Turnover is costly for the organization. Hiring alone costs over $2,000,000 annually. This is a conservative estimate for the cost of turnover as this does not even account for lost sales or productivity. The executive team calls you into a meeting and says: we would like an analysis of employee turnover drivers/predictors and a set of recommendations to reduce our annual turnover cost. You think to yourself about the interesting predictors you’ve already explored and also consider some archival data, such as compa-ratio, tenure, and job title.
Your manager asks to prepare a plan for this project that addresses all of the following:
· What is the research question?
· What is your theoretical explanation/model?
· What are your null and alternative hypotheses?
· What sample would you like to use to test your hypotheses, and how many observations do you need?

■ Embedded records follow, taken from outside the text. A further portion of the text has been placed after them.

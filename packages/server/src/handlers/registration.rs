use axum::Json;
use axum::extract::{Path, Query, State};
use axum::http::StatusCode;
use axum::response::IntoResponse;
use ranking::CompetitionGroup;
use sea_orm::prelude::Expr;
use sea_orm::sea_query::{Func, LikeExpr};
use sea_orm::*;
use tracing::instrument;

use crate::entity::{district, exam_result, exam_year, registration, school};
use crate::error::{AppError, ErrorBody};
use crate::extractors::auth::AuthUser;
use crate::extractors::client_ip::ClientIp;
use crate::extractors::json::AppJson;
use crate::models::leaderboard::parse_competition_group;
use crate::models::registration::*;
use crate::models::shared::{ACTIVE, Pagination, escape_like};
use crate::state::AppState;
use crate::utils::lookup::find_registration;

const DUPLICATE_MESSAGE: &str =
    "A student with the same exam year, school, district and school roll number already exists";

#[utoipa::path(
    post,
    path = "/registrations",
    tag = "Public",
    operation_id = "createRegistration",
    summary = "Register a candidate",
    description = "Public intake form. The competition group is derived from the class and stored. District and school must be active and the school must belong to the district. Rate limited per client.",
    request_body = CreateRegistrationRequest,
    responses(
        (status = 201, description = "Registration created", body = RegistrationResponse),
        (status = 400, description = "Validation error (VALIDATION_ERROR)", body = ErrorBody),
        (status = 409, description = "Duplicate roll number (CONFLICT)", body = ErrorBody),
        (status = 429, description = "Rate limited (RATE_LIMITED)", body = ErrorBody),
    ),
)]
#[instrument(skip(state, client, payload), fields(client = %client.0, school_id = payload.school_id))]
pub async fn create_registration(
    client: ClientIp,
    State(state): State<AppState>,
    AppJson(payload): AppJson<CreateRegistrationRequest>,
) -> Result<impl IntoResponse, AppError> {
    state.rate_limiter.check(
        &client.key("registration"),
        state.config.rate_limit.registration_requests,
    )?;
    validate_create_registration(&payload)?;

    district::Entity::find_by_id(payload.district_id)
        .filter(district::Column::Status.eq(ACTIVE))
        .one(&state.db)
        .await?
        .ok_or_else(|| AppError::Validation("District not found or inactive".into()))?;
    school::Entity::find_by_id(payload.school_id)
        .filter(school::Column::DistrictId.eq(payload.district_id))
        .filter(school::Column::Status.eq(ACTIVE))
        .one(&state.db)
        .await?
        .ok_or_else(|| {
            AppError::Validation("School not found or inactive in the specified district".into())
        })?;
    exam_year::Entity::find_by_id(payload.exam_year_id)
        .one(&state.db)
        .await?
        .ok_or_else(|| AppError::Validation("Exam year not found".into()))?;

    let roll_no = payload.school_roll_no.trim().to_string();
    let duplicate = registration::Entity::find()
        .filter(registration::Column::ExamYearId.eq(payload.exam_year_id))
        .filter(registration::Column::SchoolId.eq(payload.school_id))
        .filter(registration::Column::DistrictId.eq(payload.district_id))
        .filter(registration::Column::SchoolRollNo.eq(&roll_no))
        .count(&state.db)
        .await?;
    if duplicate > 0 {
        return Err(AppError::Conflict(DUPLICATE_MESSAGE.into()));
    }

    let group = CompetitionGroup::for_class(payload.class);
    let model = registration::ActiveModel {
        exam_year_id: Set(payload.exam_year_id),
        full_name: Set(payload.full_name.trim().to_string()),
        gender: Set(payload.gender.clone()),
        date_of_birth: Set(payload.date_of_birth),
        class: Set(payload.class),
        competition_group: Set(Some(group)),
        medium: Set(payload.medium.clone()),
        district_id: Set(payload.district_id),
        school_id: Set(payload.school_id),
        school_roll_no: Set(roll_no),
        address: Set(payload.address.trim().to_string()),
        student_mobile: Set(payload.student_mobile.trim().to_string()),
        guardian_mobile: Set(payload.guardian_mobile().map(str::to_string)),
        email: Set(payload.email().map(str::to_string)),
        created_at: Set(chrono::Utc::now()),
        ..Default::default()
    }
    .insert(&state.db)
    .await
    .map_err(|e| match e.sql_err() {
        // Lost a race with a concurrent submission of the same roll number.
        Some(SqlErr::UniqueConstraintViolation(_)) => AppError::Conflict(DUPLICATE_MESSAGE.into()),
        _ => AppError::from(e),
    })?;

    tracing::info!(registration_id = model.id, %group, "Registration created");
    Ok((StatusCode::CREATED, Json(RegistrationResponse::from(model))))
}

#[utoipa::path(
    get,
    path = "/",
    tag = "Registrations",
    operation_id = "listRegistrations",
    summary = "List registrations",
    description = "Paginated, newest first. Requires `registration:view` permission. `search` matches name or roll number, case-insensitive.",
    params(RegistrationListQuery),
    responses(
        (status = 200, description = "Registrations", body = RegistrationListResponse),
        (status = 400, description = "Validation error (VALIDATION_ERROR)", body = ErrorBody),
        (status = 401, description = "Unauthorized (TOKEN_MISSING, TOKEN_INVALID)", body = ErrorBody),
        (status = 403, description = "Forbidden (PERMISSION_DENIED)", body = ErrorBody),
    ),
    security(("jwt" = [])),
)]
#[instrument(skip(state, auth_user, query))]
pub async fn list_registrations(
    auth_user: AuthUser,
    State(state): State<AppState>,
    Query(query): Query<RegistrationListQuery>,
) -> Result<Json<RegistrationListResponse>, AppError> {
    auth_user.require_permission("registration:view")?;
    let (page, per_page) = Pagination::clamp(query.page, query.per_page);

    let mut select = registration::Entity::find();
    if let Some(id) = query.exam_year_id {
        select = select.filter(registration::Column::ExamYearId.eq(id));
    }
    if let Some(id) = query.district_id {
        select = select.filter(registration::Column::DistrictId.eq(id));
    }
    if let Some(id) = query.school_id {
        select = select.filter(registration::Column::SchoolId.eq(id));
    }
    if let Some(class) = query.class {
        select = select.filter(registration::Column::Class.eq(class));
    }
    if let Some(ref group) = query.group {
        let group = parse_competition_group(group)?;
        select = select.filter(registration::Column::CompetitionGroup.eq(group));
    }
    if let Some(ref search) = query.search {
        let term = escape_like(search.trim());
        if !term.is_empty() {
            let pattern = format!("%{}%", term.to_lowercase());
            select = select.filter(
                Condition::any()
                    .add(
                        Expr::expr(Func::lower(Expr::col(registration::Column::FullName)))
                            .like(LikeExpr::new(pattern.clone()).escape('\\')),
                    )
                    .add(
                        Expr::expr(Func::lower(Expr::col(registration::Column::SchoolRollNo)))
                            .like(LikeExpr::new(pattern).escape('\\')),
                    ),
            );
        }
    }

    let total = select
        .clone()
        .paginate(&state.db, per_page)
        .num_items()
        .await?;

    let data = select
        .order_by_desc(registration::Column::CreatedAt)
        .order_by_desc(registration::Column::Id)
        .offset(Some(Pagination::offset(page, per_page)))
        .limit(Some(per_page))
        .all(&state.db)
        .await?
        .into_iter()
        .map(Into::into)
        .collect();

    Ok(Json(RegistrationListResponse {
        data,
        pagination: Pagination::new(page, per_page, total),
    }))
}

#[utoipa::path(
    get,
    path = "/{id}",
    tag = "Registrations",
    operation_id = "getRegistration",
    summary = "Get a registration by ID",
    description = "Requires `registration:view` permission.",
    params(("id" = i32, Path, description = "Registration ID")),
    responses(
        (status = 200, description = "Registration", body = RegistrationResponse),
        (status = 401, description = "Unauthorized (TOKEN_MISSING, TOKEN_INVALID)", body = ErrorBody),
        (status = 403, description = "Forbidden (PERMISSION_DENIED)", body = ErrorBody),
        (status = 404, description = "Registration not found (NOT_FOUND)", body = ErrorBody),
    ),
    security(("jwt" = [])),
)]
#[instrument(skip(state, auth_user), fields(id))]
pub async fn get_registration(
    auth_user: AuthUser,
    State(state): State<AppState>,
    Path(id): Path<i32>,
) -> Result<Json<RegistrationResponse>, AppError> {
    auth_user.require_permission("registration:view")?;
    Ok(Json(find_registration(&state.db, id).await?.into()))
}

#[utoipa::path(
    delete,
    path = "/{id}",
    tag = "Registrations",
    operation_id = "deleteRegistration",
    summary = "Delete a registration",
    description = "Deletes the registration together with its result. Requires `registration:delete` permission.",
    params(("id" = i32, Path, description = "Registration ID")),
    responses(
        (status = 204, description = "Registration deleted"),
        (status = 401, description = "Unauthorized (TOKEN_MISSING, TOKEN_INVALID)", body = ErrorBody),
        (status = 403, description = "Forbidden (PERMISSION_DENIED)", body = ErrorBody),
        (status = 404, description = "Registration not found (NOT_FOUND)", body = ErrorBody),
    ),
    security(("jwt" = [])),
)]
#[instrument(skip(state, auth_user), fields(id))]
pub async fn delete_registration(
    auth_user: AuthUser,
    State(state): State<AppState>,
    Path(id): Path<i32>,
) -> Result<impl IntoResponse, AppError> {
    auth_user.require_permission("registration:delete")?;

    let txn = state.db.begin().await?;
    find_registration(&txn, id).await?;

    exam_result::Entity::delete_many()
        .filter(exam_result::Column::RegistrationId.eq(id))
        .exec(&txn)
        .await?;
    registration::Entity::delete_by_id(id).exec(&txn).await?;

    txn.commit().await?;
    tracing::info!(registration_id = id, "Registration deleted");
    Ok(StatusCode::NO_CONTENT)
}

· How will you operationalize the drivers from your model? (explain survey item construction for any survey variables)
· How will you determine the reliability of your variables? (what kind of reliability and which statistical test?)
· How will you determine the validity of your variables? (what kind of validity and which statistical test?)
· Which statistical test(s) will you use to test your hypotheses? In which software program will you run these tests and how?
· Assume that you get significant results. What is your interpretation and how will you explain it to the non-technical exec team?
· Given your significant findings, what recommendations would you provide to address the turnover costs?